How did the SCP Wiki, a creative writing site that celebrates a lack of defined canon, unquestioningly accept something that spits on this core value in favor of pedantry? There’s not a single word here that isn’t telling people how they’re allowed to think and nothing about how they can use an iconic SCP visual element in new, creative or interesting ways, instead urging them to not even consider the tool and to throw it directly in the trash.
We do not need to emulate any real-life institutional style guide because we are not them. They are real and have valid reasons to use rigid rules to govern their speech, we are a facsimile using our speech to make interesting fiction.

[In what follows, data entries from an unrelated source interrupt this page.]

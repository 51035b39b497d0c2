//! provides logging helpers

use tracing_subscriber::filter::{self};
use tracing_subscriber::fmt::layer;
use tracing_subscriber::prelude::*;
use tracing_subscriber::registry;

/// initiate the global tracing subscriber
///
/// `RUST_LOG` overrides `default_level`. Logs go to stderr so that stdout
/// stays free for command output such as exported handles.
pub fn init(default_level: filter::LevelFilter) {
    let env_filter = filter::EnvFilter::builder()
        .with_default_directive(default_level.into())
        .from_env_lossy();

    let fmt_layer = layer()
        .with_writer(std::io::stderr)
        .with_target(true)
        .with_filter(env_filter);

    if registry().with(fmt_layer).try_init().is_err() {
        tracing::debug!("global tracing subscriber already installed");
    }
}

So if that means defying the conventions of a field we’re not even participating in, what is wrong with that?
I know none of this was done intentionally, no honest writer wishes to limit how they or anyone else could use language. The guide accomplishes only that chilling effect.
Spoon!
I think your criticisms (the spirit of which I'm not unsympathetic toward) would probably have more pull without the outrage. Articles' verisimilitude stems to some degree from the emulation of institutional style, at least as understood by the layperson, so there's a use case for conveying how things work in the real world. Experienced authors know when to bend the rules in favor of the story they're telling, and many newer authors could probably use some additional restraint when using redactions anyway.

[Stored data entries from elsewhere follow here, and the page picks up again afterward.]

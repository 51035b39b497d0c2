//! Events: markers recorded into a stream that complete once the work queued
//! before them has finished.

use std::ops::BitOr;
use std::time::Duration;

use cudarc::driver::sys::CUevent_flags;
use cudarc::driver::sys::CUresult;
use tracing::debug;
use tracing::error;

use crate::error::StatusExt;
use crate::ipc;
use crate::ipc::EventHandle;
use crate::types::id_as_hex;
use crate::types::EventId;
use crate::types::StreamId;
use crate::Result;
use crate::Runtime;
use crate::Stream;

/// Creation flags for [`Event`].
#[derive(Debug, Clone, Copy, PartialEq, Eq, Default)]
pub struct EventFlags(u32);

impl EventFlags {
    pub const DEFAULT: Self = Self(CUevent_flags::CU_EVENT_DEFAULT as u32);
    /// Waiting on the event yields the host thread instead of spinning.
    pub const BLOCKING_SYNC: Self = Self(CUevent_flags::CU_EVENT_BLOCKING_SYNC as u32);
    pub const DISABLE_TIMING: Self = Self(CUevent_flags::CU_EVENT_DISABLE_TIMING as u32);
    /// Required for [`Event::export`]; must be combined with `DISABLE_TIMING`.
    pub const INTERPROCESS: Self = Self(CUevent_flags::CU_EVENT_INTERPROCESS as u32);

    pub const fn bits(self) -> u32 {
        self.0
    }

    pub const fn contains(self, other: Self) -> bool {
        self.0 & other.0 == other.0
    }
}

impl BitOr for EventFlags {
    type Output = Self;

    fn bitor(self, rhs: Self) -> Self {
        Self(self.0 | rhs.0)
    }
}

/// Anything that names a runtime event.
pub trait AsEventId {
    fn event_id(&self) -> EventId;
}

impl AsEventId for EventId {
    fn event_id(&self) -> EventId {
        *self
    }
}

/// An event owned by this process, destroyed on drop.
#[derive(Debug)]
pub struct Event {
    runtime: Runtime,
    id: EventId,
    flags: EventFlags,
}

// The runtime's event identifiers may be used from any thread.
unsafe impl Send for Event {}

impl Event {
    pub fn new(runtime: &Runtime, flags: EventFlags) -> Result<Self> {
        let id = runtime
            .driver()
            .event_create(flags.bits())
            .with_context(|| format!("Failed creating an event with flags {:#x}", flags.bits()))?;
        debug!(event = %id_as_hex(id), flags = flags.bits(), "created event");
        Ok(Self {
            runtime: runtime.clone(),
            id,
            flags,
        })
    }

    /// Creates an event that can be exported to other processes.
    pub fn new_interprocess(runtime: &Runtime) -> Result<Self> {
        Self::new(
            runtime,
            EventFlags::INTERPROCESS | EventFlags::DISABLE_TIMING,
        )
    }

    pub fn id(&self) -> EventId {
        self.id
    }

    pub fn flags(&self) -> EventFlags {
        self.flags
    }

    /// Records the event into `stream`, after all work already queued there.
    pub fn record(&self, stream: &Stream) -> Result<()> {
        record(&self.runtime, self.id, stream.id())
    }

    /// Records the event into the default stream.
    pub fn record_default(&self) -> Result<()> {
        record(&self.runtime, self.id, std::ptr::null_mut())
    }

    pub fn synchronize(&self) -> Result<()> {
        synchronize(&self.runtime, self.id)
    }

    /// Whether all work captured by the last record has completed.
    pub fn has_occurred(&self) -> Result<bool> {
        query(&self.runtime, self.id)
    }

    /// Time between `start` and this event. Both must have been recorded
    /// and completed, and neither may have timing disabled.
    pub fn elapsed_since(&self, start: &Event) -> Result<Duration> {
        let millis = self
            .runtime
            .driver()
            .event_elapsed_time(start.id, self.id)
            .with_context(|| {
                format!(
                    "Failed measuring elapsed time between events {} and {}",
                    id_as_hex(start.id),
                    id_as_hex(self.id)
                )
            })?;
        Ok(Duration::from_secs_f64(f64::from(millis) / 1000.0))
    }

    pub fn export(&self) -> Result<EventHandle> {
        ipc::export_event(&self.runtime, self.id)
    }
}

impl AsEventId for Event {
    fn event_id(&self) -> EventId {
        self.id
    }
}

impl Drop for Event {
    fn drop(&mut self) {
        if let Err(e) = destroy(&self.runtime, self.id) {
            error!(event = %id_as_hex(self.id), error = %e, "failed to destroy event");
        }
    }
}

pub(crate) fn record(runtime: &Runtime, event: EventId, stream: StreamId) -> Result<()> {
    runtime
        .driver()
        .event_record(event, stream)
        .with_context(|| {
            format!(
                "Failed recording event {} on stream {}",
                id_as_hex(event),
                id_as_hex(stream)
            )
        })
}

pub(crate) fn synchronize(runtime: &Runtime, event: EventId) -> Result<()> {
    runtime
        .driver()
        .event_synchronize(event)
        .with_context(|| format!("Failed waiting for event {}", id_as_hex(event)))
}

pub(crate) fn query(runtime: &Runtime, event: EventId) -> Result<bool> {
    match runtime.driver().event_query(event) {
        Ok(()) => Ok(true),
        Err(CUresult::CUDA_ERROR_NOT_READY) => Ok(false),
        Err(status) => Err::<bool, _>(status)
            .with_context(|| format!("Failed querying the status of event {}", id_as_hex(event))),
    }
}

pub(crate) fn destroy(runtime: &Runtime, event: EventId) -> Result<()> {
    runtime
        .driver()
        .event_destroy(event)
        .with_context(|| format!("Failed destroying event {}", id_as_hex(event)))
}

#[cfg(test)]
mod tests {
    use std::sync::Arc;

    use similar_asserts::assert_eq;

    use super::*;
    use crate::mock::Call;
    use crate::mock::MockDriver;
    use crate::StreamFlags;

    fn setup() -> (Arc<MockDriver>, Runtime) {
        let mock = Arc::new(MockDriver::new());
        let runtime = Runtime::with_driver(mock.clone());
        (mock, runtime)
    }

    #[test]
    fn flags_combine() {
        let flags = EventFlags::INTERPROCESS | EventFlags::DISABLE_TIMING;
        assert!(flags.contains(EventFlags::INTERPROCESS));
        assert!(flags.contains(EventFlags::DISABLE_TIMING));
        assert!(!flags.contains(EventFlags::BLOCKING_SYNC));
        assert_eq!(EventFlags::default(), EventFlags::DEFAULT);
    }

    #[test]
    fn not_ready_is_not_an_error() {
        let (mock, runtime) = setup();
        let event = Event::new(&runtime, EventFlags::DEFAULT).unwrap();

        mock.fail(Call::EventQuery, CUresult::CUDA_ERROR_NOT_READY);
        assert!(!event.has_occurred().unwrap());

        mock.fail(Call::EventQuery, CUresult::CUDA_ERROR_LAUNCH_FAILED);
        let err = event.has_occurred().unwrap_err();
        assert_eq!(err.status(), Some(CUresult::CUDA_ERROR_LAUNCH_FAILED));
        assert!(err
            .to_string()
            .starts_with("Failed querying the status of event 0x"));

        mock.clear_failure(Call::EventQuery);
        assert!(event.has_occurred().unwrap());
    }

    #[test]
    fn elapsed_time_between_recorded_events() {
        let (_mock, runtime) = setup();
        let stream = Stream::new(&runtime, StreamFlags::NON_BLOCKING).unwrap();
        let start = Event::new(&runtime, EventFlags::DEFAULT).unwrap();
        let end = Event::new(&runtime, EventFlags::DEFAULT).unwrap();

        start.record(&stream).unwrap();
        end.record(&stream).unwrap();
        end.synchronize().unwrap();

        assert!(end.elapsed_since(&start).unwrap() > Duration::ZERO);
    }

    #[test]
    fn elapsed_time_fails_without_timing() {
        let (_mock, runtime) = setup();
        let start = Event::new_interprocess(&runtime).unwrap();
        let end = Event::new_interprocess(&runtime).unwrap();
        start.record_default().unwrap();
        end.record_default().unwrap();

        let err = end.elapsed_since(&start).unwrap_err();
        assert!(err
            .to_string()
            .starts_with("Failed measuring elapsed time between events"));
    }

    #[test]
    fn creation_failure_reports_flags() {
        let (mock, runtime) = setup();
        mock.fail(Call::EventCreate, CUresult::CUDA_ERROR_OUT_OF_MEMORY);

        let err = Event::new(&runtime, EventFlags::BLOCKING_SYNC).unwrap_err();
        assert_eq!(
            err.to_string(),
            "Failed creating an event with flags 0x1: CUDA_ERROR_OUT_OF_MEMORY"
        );
    }

    #[test]
    fn drop_destroys() {
        let (mock, runtime) = setup();
        let event = Event::new(&runtime, EventFlags::DEFAULT).unwrap();
        assert_eq!(mock.live_events(), 1);
        drop(event);
        assert_eq!(mock.live_events(), 0);
        assert_eq!(mock.calls(Call::EventDestroy), 1);
    }
}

The amount of edits to this one post make me hesitant to reply. You've edited this over 10 times over the course of 2 hours, I was going to respond with a more thorough reply but it looks like any point I make will either cease to exist or be changed entirely.

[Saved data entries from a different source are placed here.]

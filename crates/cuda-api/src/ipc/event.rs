use tracing::debug;
use tracing::error;

use super::EventHandle;
use crate::error::StatusExt;
use crate::event::AsEventId;
use crate::types::id_as_hex;
use crate::types::EventId;
use crate::Result;
use crate::Runtime;

/// Obtains a handle for an interprocess event that can be sent to another
/// process. The event must have been created with
/// [`EventFlags::INTERPROCESS`](crate::EventFlags::INTERPROCESS).
pub fn export_event(runtime: &Runtime, event_id: EventId) -> Result<EventHandle> {
    let handle = runtime
        .driver()
        .ipc_get_event_handle(event_id)
        .with_context(|| {
            format!(
                "Failed obtaining an IPC event handle for event {}",
                id_as_hex(event_id)
            )
        })?;
    debug!(event = %id_as_hex(event_id), "exported IPC event handle");
    Ok(handle)
}

/// Opens an event exported by another process.
///
/// The returned identifier must eventually be destroyed; [`ImportedEvent`]
/// does that on drop.
pub fn import_event(runtime: &Runtime, handle: &EventHandle) -> Result<EventId> {
    let event_id = runtime
        .driver()
        .ipc_open_event_handle(handle)
        .with_context(|| "Failed obtaining an event ID from an IPC event handle".to_string())?;
    debug!(event = %id_as_hex(event_id), "imported IPC event handle");
    Ok(event_id)
}

/// An event opened from another process's handle, destroyed on drop.
#[derive(Debug)]
pub struct ImportedEvent {
    runtime: Runtime,
    id: EventId,
}

// The runtime's event identifiers may be used from any thread.
unsafe impl Send for ImportedEvent {}

impl ImportedEvent {
    pub fn open(runtime: &Runtime, handle: &EventHandle) -> Result<Self> {
        let id = import_event(runtime, handle)?;
        Ok(Self {
            runtime: runtime.clone(),
            id,
        })
    }

    pub fn id(&self) -> EventId {
        self.id
    }

    /// Blocks until the exporting process's recorded work has completed.
    pub fn synchronize(&self) -> Result<()> {
        crate::event::synchronize(&self.runtime, self.id)
    }

    pub fn has_occurred(&self) -> Result<bool> {
        crate::event::query(&self.runtime, self.id)
    }
}

impl AsEventId for ImportedEvent {
    fn event_id(&self) -> EventId {
        self.id
    }
}

impl Drop for ImportedEvent {
    fn drop(&mut self) {
        if let Err(e) = crate::event::destroy(&self.runtime, self.id) {
            error!(event = %id_as_hex(self.id), error = %e, "failed to destroy imported event");
        }
    }
}

#[cfg(test)]
mod tests {
    use std::sync::Arc;

    use cudarc::driver::sys::CUresult;
    use similar_asserts::assert_eq;

    use super::*;
    use crate::mock::Call;
    use crate::mock::MockDriver;
    use crate::Event;
    use crate::EventFlags;

    fn setup() -> (Arc<MockDriver>, Runtime) {
        let mock = Arc::new(MockDriver::new());
        let runtime = Runtime::with_driver(mock.clone());
        (mock, runtime)
    }

    #[test]
    fn export_failure_names_the_event() {
        let (mock, runtime) = setup();
        mock.fail(Call::IpcGetEventHandle, CUresult::CUDA_ERROR_INVALID_HANDLE);

        let err = export_event(&runtime, 0x40usize as EventId).unwrap_err();

        assert_eq!(
            err.to_string(),
            "Failed obtaining an IPC event handle for event 0x40: CUDA_ERROR_INVALID_HANDLE"
        );
    }

    #[test]
    fn import_failure_has_fixed_message() {
        let (mock, runtime) = setup();
        mock.fail(Call::IpcOpenEventHandle, CUresult::CUDA_ERROR_INVALID_VALUE);

        let err = import_event(&runtime, &EventHandle::from_bytes([0; 64])).unwrap_err();

        assert_eq!(
            err.to_string(),
            "Failed obtaining an event ID from an IPC event handle: CUDA_ERROR_INVALID_VALUE"
        );
    }

    #[test]
    fn exporting_requires_an_interprocess_event() {
        let (_mock, runtime) = setup();
        let plain = Event::new(&runtime, EventFlags::DEFAULT).unwrap();

        let err = export_event(&runtime, plain.id()).unwrap_err();
        assert_eq!(err.status(), Some(CUresult::CUDA_ERROR_INVALID_VALUE));
    }

    #[test]
    fn imported_event_is_a_distinct_id_destroyed_on_drop() {
        let (mock, runtime) = setup();
        let event = Event::new_interprocess(&runtime).unwrap();
        let handle = event.export().unwrap();

        let imported = ImportedEvent::open(&runtime, &handle).unwrap();
        assert_ne!(imported.id(), event.id());
        assert!(imported.has_occurred().unwrap());
        imported.synchronize().unwrap();
        assert_eq!(mock.live_events(), 2);

        drop(imported);
        assert_eq!(mock.live_events(), 1);
    }
}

Either or, this is incredibly harsh, to an almost hypocritical extent. This is a part of someone's canon. To decry that personal canon as controlling over others seems odd. You do indeed not need to emulate a real-life institute. This article is saying that too. It's a suggestion, an attempt to help. But again, whether or not you'll still be saying that in another half hour leaves it up in the air.
Edit: I realize that this may have come off as harsh myself. I also didn't realize this individual has been permanently banned. That's on me. Apologies.
Even though this user is banned, I have to say I completely agree.
I am going to be replying to the first revision, since I feel it's the truest of them all.
In my years of lurking, I have learned this is a community of free expression, and experimenting with new formats, and I am certainly not going to be happy when an author with "legal experience" tells me how to write, and having this be officially listed on the Guide Hub makes me even less happy.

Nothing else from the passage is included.